Initial body weights were comparable across all groups (Week 0; p > 0.05). From Week 2 onward, the CCl₄ control group exhibited significantly reduced weight gain relative to the NOR (p < 0.05) (Table 1). By Week 8, mice treated with GDP at both 1× and 5× doses, as well as with purified ganoderic acid A (GAA), showed significantly greater weight gain than the CCl₄ group (p < 0.05), with the GDP 5× and GAA groups performing equivalently; the unextracted powder group (GP) demonstrated only a non-significant trend toward weight preservation (p > 0.05). CCl₄ administration also induced marked hepatomegaly, as evidenced by significant increases in absolute liver weight and liver-to-body weight ratio compared with NOR (p < 0.05; Table 1). All treatment groups (GP, GDP 1×, GDP 5×, GAA) significantly reversed these increases relative to the CCl₄ control (p < 0.05), with no significant differences among treatment groups (p > 0.05). These data indicate that the sublingual dripping pill formulation effectively mitigates CCl₄-induced hepatic enlargement and weight loss. As expected, the NOR group receiving only olive oil showed baseline physiological values, as olive oil does not induce hepatotoxicity. The therapeutic effects observed in the GAA and GDP groups represent recovery from CCl₄-induced liver injury, rather than exceeding normal levels. No abnormal clinical signs or mortality were observed in any treatment group during the study.

3.3. Serum AST and ALT Activities

Serum aspartate aminotransferase (AST) and alanine aminotransferase (ALT) activities were significantly elevated in the CCl₄ group compared with NOR (p < 0.05) (Table 2), indicating hepatocellular injury. Oral administration of GDP (1×, 5×) and GAA each led to significant reductions in AST (–38%, –45%, –43%, respectively) and ALT (–35%, –50%, –48%) activities compared with CCl₄ (p < 0.05), with GDP 5× showing the greatest effect. The GP group exhibited only a non-significant downward trend. These findings demonstrate that the dripping pill dosage markedly improves liver function markers compared to the powder form.

3.4. Histopathological and Fibrotic Assessment

Hematoxylin and eosin staining (Figure 2) revealed that CCl₄-induced disorganized hepatocyte architecture, cell membrane disruption, and nuclear shrinkage with focal necrosis. Treatment with GDP 5× and GAA substantially ameliorated these histopathological changes, restoring near-normal cellular morphology; GDP 1× provided partial protection, whereas GP showed minimal improvement. Picrosirius red staining (Figure 3) demonstrated extensive collagen deposition in the CCl₄ group (p < 0.05 vs. NOR). Both GDP 5× and GAA treatments significantly reduced fibrotic area by approximately 60% (p < 0.05 vs. CCl₄), with no significant difference between them; GDP 1× also reduced fibrosis significantly relative to GP (p < 0.05).

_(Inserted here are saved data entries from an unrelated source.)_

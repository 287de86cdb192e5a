//! Name-indexed registry of target types.

use super::target_type::TargetType;
use crate::dispatch::Dispatcher;
use callable_core::{Args, Callable, CallableError, Callback, Value};
use serde::Serialize;
use std::collections::HashMap;
use std::sync::Arc;
use thiserror::Error;

/// Errors from registry lookups and dispatches.
#[derive(Error, Debug)]
pub enum RegistryError {
    /// No target type is registered under the name.
    #[error("no target type registered as {0}")]
    UnknownTarget(String),

    /// Two target types were registered under the same name.
    #[error("target type already registered: {0}")]
    AlreadyRegistered(String),

    /// The dispatch itself failed.
    #[error(transparent)]
    Call(#[from] CallableError),
}

/// Target types looked up by name at dispatch time.
#[derive(Debug, Clone, Default)]
pub struct Registry {
    targets: HashMap<String, Arc<TargetType>>,
}

impl Registry {
    /// Start building a registry.
    pub fn builder() -> RegistryBuilder {
        RegistryBuilder::new()
    }

    /// The target type registered as `name`.
    pub fn get(&self, name: &str) -> Option<&TargetType> {
        self.targets.get(name).map(Arc::as_ref)
    }

    /// Returns `true` if `name` is registered.
    pub fn contains(&self, name: &str) -> bool {
        self.targets.contains_key(name)
    }

    /// Registered names, in no particular order.
    pub fn names(&self) -> impl Iterator<Item = &str> {
        self.targets.keys().map(String::as_str)
    }

    /// Number of registered target types.
    pub fn len(&self) -> usize {
        self.targets.len()
    }

    /// Returns `true` if nothing is registered.
    pub fn is_empty(&self) -> bool {
        self.targets.is_empty()
    }

    /// Look up `name`, construct it from `args` and invoke it.
    pub fn invoke(
        &self,
        name: &str,
        args: Args,
        callback: Option<Callback<'_>>,
    ) -> Result<Value, RegistryError> {
        let target = self
            .get(name)
            .ok_or_else(|| RegistryError::UnknownTarget(name.to_owned()))?;
        Ok(Dispatcher::new(target).invoke(args, callback)?)
    }
}

/// Builder for constructing a [`Registry`].
#[derive(Debug, Default)]
pub struct RegistryBuilder {
    targets: HashMap<String, Arc<TargetType>>,
    duplicate: Option<String>,
}

impl RegistryBuilder {
    /// Create a new empty registry builder.
    pub fn new() -> Self {
        Self::default()
    }

    /// Register a target type under its own name.
    pub fn register(mut self, target: TargetType) -> Self {
        let name = target.name().to_owned();
        if self.targets.contains_key(&name) {
            self.duplicate.get_or_insert(name);
        } else {
            self.targets.insert(name, Arc::new(target));
        }
        self
    }

    /// Register the callable type `T`.
    pub fn register_callable<T>(self) -> Self
    where
        T: Callable,
        T::Output: Serialize,
    {
        self.register(TargetType::of::<T>())
    }

    /// Build the registry. Fails on the first name registered twice.
    pub fn build(self) -> Result<Registry, RegistryError> {
        if let Some(name) = self.duplicate {
            return Err(RegistryError::AlreadyRegistered(name));
        }
        Ok(Registry {
            targets: self.targets,
        })
    }
}
//! Argument forwarding.

use callable_core::{Args, Callback, Failure, Params, Target};

/// Builds exactly one instance by forwarding caller arguments unchanged.
///
/// No defaults, coercion or validation happen here. A mismatch between what
/// was supplied and what the constructor accepts surfaces from the constructor
/// itself.
#[derive(Debug, Clone, Copy, Default)]
pub struct ArgumentForwarder;

impl ArgumentForwarder {
    /// Construct one instance of `target`.
    ///
    /// An empty named map is not forwarded at all: the constructor receives
    /// positional values only, exactly as for a purely positional call.
    pub fn forward<T>(
        target: &T,
        args: Args,
        callback: Option<Callback<'_>>,
    ) -> Result<T::Instance, Failure>
    where
        T: Target + ?Sized,
    {
        let (positional, named) = args.into_parts();
        let params = if named.is_empty() {
            #[cfg(feature = "tracing")]
            tracing::trace!(
                target_name = target.name(),
                "forwarding positional values only"
            );
            Params::positional_only(positional)
        } else {
            Params::new(positional, named)
        };
        target.construct(params, callback)
    }
}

3.5. Hepatic Pro-Inflammatory Cytokine Expression

CCl₄ markedly upregulated hepatic IL-1β, IL-6, and TNF-α levels versus NOR (p < 0.05; Figure 4). GDP (1×, 5×) and GAA each normalized IL-1β to near-baseline levels (p < 0.05 vs. CCl₄). IL-6 and TNF-α were significantly suppressed by GDP 5× and GAA (p < 0.05), while GDP 1× and GP displayed only non-significant trends. COX-2 expression was significantly reduced by GDP 5× and GAA (p < 0.05), with other groups showing downward trends (Figure 5).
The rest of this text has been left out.